Our applications span the entire lifecycle through drug discovery, development towards market access and continuously leverage innovation
arivis is a market leading software company focused on the life sciences industry. With a broad product portfolio and subject matter expertise, our solutions address industry and academic intelligent information and imaging needs. Our products are innovative, scalable, award-winning and based on state-of-the art technologies
Functional areas can be arranged as a hierarchy of processes, so that certain areas can be broken into interacting sub-processes. An efficient process landscape directly adds value to an organization.
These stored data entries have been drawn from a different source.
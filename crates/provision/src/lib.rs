use anyhow::{anyhow, Context, Result};
use rmcard_catalog::{auto_detect_backend, manifest_locations, Backend};
use rmcard_classifier::TargetCard;
use rmcard_copy::{copy_path, replace_path, CopyStats, ProgressObserver};
use rmcard_core::{CardRole, DeviceInventory, ModelEntry};
use rmcard_report::{create_report_bundle, ReportPaths};
use rmcard_safety::{can_write_to_card, SafetyContext, SafetyDecision};
use serde::{Deserialize, Serialize};
use std::fmt;
use std::fs;
use std::path::{Path, PathBuf};
use std::str::FromStr;
use tracing::{info, warn};

/// Backend payload location on the rootfs partition.
pub const BACKEND_TARGET: &str = "home/rm01/autoShell";
/// Model folders land here on the models partition.
pub const MODEL_TARGET: &str = "llm";
pub const DEV_YAML_DIR: &str = "Model_dev_yaml";
pub const DEV_TARGET: &str = "dev";
pub const FUSED_MOE_DIR: &str = "fused_moe";
pub const FUSED_MOE_TARGET: &str = "home/rm01/miniconda3/envs/vllm/lib/python3.12/site-packages/vllm/model_executor/layers/fused_moe/configs";

/// Dev-mode launch files and the sub-folder of `dev/` each one goes to.
pub const DEV_CONFIG_FILES: [(&str, &str); 3] = [
    ("embedding_run.yaml", "embedding"),
    ("llm_run.yaml", "llm"),
    ("reranker_run.yaml", "reranker"),
];

#[derive(Debug, Clone, Copy, PartialEq, Eq, Serialize, Deserialize)]
pub enum Vram {
    #[serde(rename = "32G")]
    G32,
    #[serde(rename = "48G")]
    G48,
    #[serde(rename = "64G")]
    G64,
    #[serde(rename = "128G")]
    G128,
}

impl Vram {
    pub const ALL: [Vram; 4] = [Vram::G32, Vram::G48, Vram::G64, Vram::G128];

    pub fn as_str(self) -> &'static str {
        match self {
            Vram::G32 => "32G",
            Vram::G48 => "48G",
            Vram::G64 => "64G",
            Vram::G128 => "128G",
        }
    }

    /// Hardware platform whose fused-MoE tuning applies.
    pub fn platform(self) -> &'static str {
        match self {
            Vram::G128 => "Thor",
            _ => "Orin",
        }
    }
}

impl fmt::Display for Vram {
    fn fmt(&self, f: &mut fmt::Formatter<'_>) -> fmt::Result {
        f.write_str(self.as_str())
    }
}

impl FromStr for Vram {
    type Err = anyhow::Error;

    fn from_str(value: &str) -> Result<Self> {
        let value = value.trim().to_ascii_uppercase();
        let value = value.strip_suffix('B').unwrap_or(&value);
        Vram::ALL
            .into_iter()
            .find(|vram| vram.as_str() == value || vram.as_str().trim_end_matches('G') == value)
            .ok_or_else(|| anyhow!("unsupported VRAM size: {} (expected 32G, 48G, 64G or 128G)", value))
    }
}

/// Result of a multi-item copy where individual items may be absent or fail.
#[derive(Debug, Clone, Default, Serialize)]
pub struct BatchOutcome {
    pub copied: Vec<String>,
    pub missing: Vec<String>,
    pub failed: Vec<(String, String)>,
    pub bytes: u64,
}

impl BatchOutcome {
    pub fn warning_count(&self) -> usize {
        self.missing.len() + self.failed.len()
    }

    fn finish(self, what: &str) -> Result<Self> {
        if self.copied.is_empty() {
            return Err(anyhow!(
                "no {} copied ({} missing, {} failed)",
                what,
                self.missing.len(),
                self.failed.len()
            ));
        }
        if self.warning_count() > 0 {
            warn!(
                copied = self.copied.len(),
                warnings = self.warning_count(),
                "{} partially copied",
                what
            );
        }
        Ok(self)
    }
}

/// Mount point of `role`, which must be mounted before anything is written.
pub fn role_mount(card: &TargetCard, role: CardRole) -> Result<PathBuf> {
    card.mount_point(role).map(PathBuf::from).ok_or_else(|| {
        anyhow!(
            "{} partition {} of {} is not mounted; mount it and retry",
            role,
            card.partition(role).node,
            card.device
        )
    })
}

/// Replaces `<rootfs>/home/rm01/autoShell` with the backend payload.
pub fn copy_backend(
    master_root: &Path,
    backend: Backend,
    rootfs_mount: &Path,
    observer: &mut dyn ProgressObserver,
) -> Result<CopyStats> {
    let source = master_root.join(backend.payload_dir());
    let dest = rootfs_mount.join(BACKEND_TARGET);
    info!(%backend, source = %source.display(), dest = %dest.display(), "copying backend");
    let stats = replace_path(&source, &dest, &format!("backend {}", backend), observer)
        .with_context(|| format!("copy backend {}", backend))?;
    Ok(stats)
}

/// Copies the model folder to `<models>/llm/<full_name>`.
pub fn copy_model(
    model: &ModelEntry,
    models_mount: &Path,
    observer: &mut dyn ProgressObserver,
) -> Result<CopyStats> {
    let dest = models_mount.join(MODEL_TARGET).join(&model.full_name);
    info!(model = %model.full_name, source = %model.path.display(), dest = %dest.display(), "copying model");
    let stats = copy_path(&model.path, &dest, &format!("model {}", model.full_name), observer)
        .with_context(|| format!("copy model {}", model.full_name))?;
    Ok(stats)
}

/// Copies the three dev-mode launch files for `full_name` at `vram`.
/// Some files may be absent; none at all is an error.
pub fn copy_dev_configs(
    master_root: &Path,
    vram: Vram,
    full_name: &str,
    models_mount: &Path,
    observer: &mut dyn ProgressObserver,
) -> Result<BatchOutcome> {
    let source_dir = master_root.join(DEV_YAML_DIR).join(vram.as_str()).join(full_name);
    if !source_dir.is_dir() {
        return Err(anyhow!("dev config folder not found: {}", source_dir.display()));
    }
    info!(%vram, source = %source_dir.display(), "copying dev configs");

    let mut outcome = BatchOutcome::default();
    for (file, target_dir) in DEV_CONFIG_FILES {
        let source = source_dir.join(file);
        if !source.is_file() {
            warn!(file, "dev config missing, skipping");
            outcome.missing.push(file.to_string());
            continue;
        }
        let dest = models_mount.join(DEV_TARGET).join(target_dir).join(file);
        match copy_path(&source, &dest, file, observer) {
            Ok(stats) => {
                outcome.bytes += stats.bytes;
                outcome.copied.push(file.to_string());
            }
            Err(err) => {
                warn!(file, error = %err, "dev config copy failed");
                outcome.failed.push((file.to_string(), err.to_string()));
            }
        }
    }
    outcome.finish("dev configs")
}

/// Copies every entry of `fused_moe/<platform>/<full_name>` into vLLM's
/// fused-MoE config folder on the rootfs partition.
pub fn copy_fused_moe(
    master_root: &Path,
    vram: Vram,
    full_name: &str,
    rootfs_mount: &Path,
    observer: &mut dyn ProgressObserver,
) -> Result<BatchOutcome> {
    let source_dir = master_root
        .join(FUSED_MOE_DIR)
        .join(vram.platform())
        .join(full_name);
    if !source_dir.is_dir() {
        return Err(anyhow!("fused MoE config folder not found: {}", source_dir.display()));
    }
    let dest_dir = rootfs_mount.join(FUSED_MOE_TARGET);
    fs::create_dir_all(&dest_dir).with_context(|| format!("create {}", dest_dir.display()))?;
    info!(platform = vram.platform(), source = %source_dir.display(), "copying fused MoE configs");

    let mut entries = fs::read_dir(&source_dir)
        .with_context(|| format!("read {}", source_dir.display()))?
        .collect::<std::io::Result<Vec<_>>>()?;
    entries.sort_by_key(|entry| entry.file_name());

    let mut outcome = BatchOutcome::default();
    for entry in entries {
        let name = entry.file_name().to_string_lossy().to_string();
        let item_label = if entry.path().is_dir() { format!("{}/", name) } else { name.clone() };
        match copy_path(entry.path(), dest_dir.join(&name), &item_label, observer) {
            Ok(stats) => {
                outcome.bytes += stats.bytes;
                outcome.copied.push(item_label);
            }
            Err(err) => {
                warn!(item = %item_label, error = %err, "fused MoE copy failed");
                outcome.failed.push((item_label, err.to_string()));
            }
        }
    }
    outcome.finish("fused MoE configs")
}

#[derive(Debug, Clone, Copy, PartialEq, Eq)]
pub enum BackendChoice {
    Manual(Backend),
    Auto,
}

#[derive(Debug, Clone)]
pub struct ProvisionPlan {
    pub master_root: PathBuf,
    pub master_device: Option<String>,
    pub card: TargetCard,
    pub model: ModelEntry,
    pub backend: BackendChoice,
    /// Dev configs are staged when set.
    pub vram: Option<Vram>,
    /// Needs `vram`, which picks the platform.
    pub fused_moe: bool,
    pub safety: SafetyContext,
    pub report_base: Option<PathBuf>,
}

#[derive(Debug, Clone, Serialize)]
#[serde(tag = "status", rename_all = "snake_case")]
pub enum StepStatus {
    Completed { files: usize, bytes: u64 },
    Partial { copied: usize, warnings: usize, bytes: u64 },
    Failed { reason: String },
}

#[derive(Debug, Clone, Serialize)]
pub struct StepRecord {
    pub step: String,
    #[serde(flatten)]
    pub status: StepStatus,
}

#[derive(Debug, Clone)]
pub struct ProvisionOutcome {
    pub backend: Backend,
    pub backend_manifest: Option<PathBuf>,
    pub steps: Vec<StepRecord>,
    pub report: Option<ReportPaths>,
}

impl ProvisionOutcome {
    pub fn has_warnings(&self) -> bool {
        self.steps
            .iter()
            .any(|step| !matches!(step.status, StepStatus::Completed { .. }))
    }
}

/// Runs the whole provisioning sequence against a card present in
/// `inventory`. Backend and model failures stop the run; dev and fused-MoE
/// config failures are recorded and the run continues.
pub fn run_provision(
    plan: &ProvisionPlan,
    inventory: &DeviceInventory,
    observer: &mut dyn ProgressObserver,
) -> Result<ProvisionOutcome> {
    if plan.fused_moe && plan.vram.is_none() {
        return Err(anyhow!("fused MoE configs need a VRAM size"));
    }
    let device = inventory
        .device(&plan.card.device)
        .ok_or_else(|| anyhow!("target card {} is no longer present", plan.card.device))?;
    match can_write_to_card(&plan.safety, device, plan.master_device.as_deref()) {
        SafetyDecision::Allow => {}
        SafetyDecision::Deny(reason) => return Err(anyhow!(reason)),
    }

    let rootfs = role_mount(&plan.card, CardRole::Rootfs)?;
    let models = role_mount(&plan.card, CardRole::Models)?;

    let mut logs = vec![
        "workflow=provision-card".to_string(),
        format!("target_card={}", plan.card.device),
        format!("master_root={}", plan.master_root.display()),
        format!("model={}", plan.model.full_name),
    ];

    let (backend, backend_manifest) = match plan.backend {
        BackendChoice::Manual(backend) => (backend, None),
        BackendChoice::Auto => {
            let paths = manifest_locations(&plan.master_root, Some(&models));
            let detected = auto_detect_backend(&plan.model.model_name, &paths);
            let backend = Backend::from_name(&detected.name).ok_or_else(|| {
                anyhow!("backend {} has no payload on the master disk", detected.name)
            })?;
            (backend, detected.manifest)
        }
    };
    logs.push(format!("backend={}", backend));

    let mut steps = Vec::new();

    let stats = copy_backend(&plan.master_root, backend, &rootfs, observer)?;
    steps.push(completed("backend", stats));
    logs.push(format!("copied_backend_bytes={}", stats.bytes));

    let stats = copy_model(&plan.model, &models, observer)?;
    steps.push(completed("model", stats));
    logs.push(format!("copied_model_bytes={}", stats.bytes));

    if let Some(vram) = plan.vram {
        let record = batch_record(
            "dev_configs",
            copy_dev_configs(&plan.master_root, vram, &plan.model.full_name, &models, observer),
        );
        logs.push(format!("dev_configs={:?}", record.status));
        steps.push(record);

        if plan.fused_moe {
            let record = batch_record(
                "fused_moe",
                copy_fused_moe(&plan.master_root, vram, &plan.model.full_name, &rootfs, observer),
            );
            logs.push(format!("fused_moe={:?}", record.status));
            steps.push(record);
        }
    }

    let report = match &plan.report_base {
        Some(base) => {
            let meta = serde_json::json!({
                "workflow": "provision-card",
                "target_card": plan.card.device,
                "model": plan.model.full_name,
                "manufacturer": plan.model.manufacturer,
                "backend": backend.name(),
                "backend_manifest": backend_manifest.as_ref().map(|p| p.display().to_string()),
                "vram": plan.vram.map(Vram::as_str),
                "steps": steps,
            });
            Some(create_report_bundle(base, inventory, Some(meta), Some(&logs.join("\n")))?)
        }
        None => None,
    };

    info!(card = %plan.card.device, model = %plan.model.full_name, %backend, "provisioning finished");
    Ok(ProvisionOutcome {
        backend,
        backend_manifest,
        steps,
        report,
    })
}

fn completed(step: &str, stats: CopyStats) -> StepRecord {
    StepRecord {
        step: step.to_string(),
        status: StepStatus::Completed {
            files: stats.files,
            bytes: stats.bytes,
        },
    }
}

fn batch_record(step: &str, result: Result<BatchOutcome>) -> StepRecord {
    let status = match result {
        Ok(outcome) if outcome.warning_count() == 0 => StepStatus::Completed {
            files: outcome.copied.len(),
            bytes: outcome.bytes,
        },
        Ok(outcome) => StepStatus::Partial {
            copied: outcome.copied.len(),
            warnings: outcome.warning_count(),
            bytes: outcome.bytes,
        },
        Err(err) => {
            warn!(step, error = %format!("{err:#}"), "step failed, continuing");
            StepStatus::Failed {
                reason: format!("{err:#}"),
            }
        }
    };
    StepRecord {
        step: step.to_string(),
        status,
    }
}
Auditing is a vital function within a pharmaceutical company nowadays. Quality audit is a review and evaluation of all or part of a quality system with the specific purpose of improving it. A quality audit is usually conducted by external or independent experts or by a team designated by management for this purpose. These audits can be extended to suppliers and contractors as well. An audit will assess the strengths and weaknesses of quality assurance and quality assurance processes.
Auditing is a basic capacity inside a pharmaceutical organization. It furnishes the board with data about how adequately the organization controls the quality of their procedures and items. Auditors must play out their occupations capability to guarantee their organization's consistence with pharmaceutical USFDA GMP guidelines and other quality standard like ICH Q10.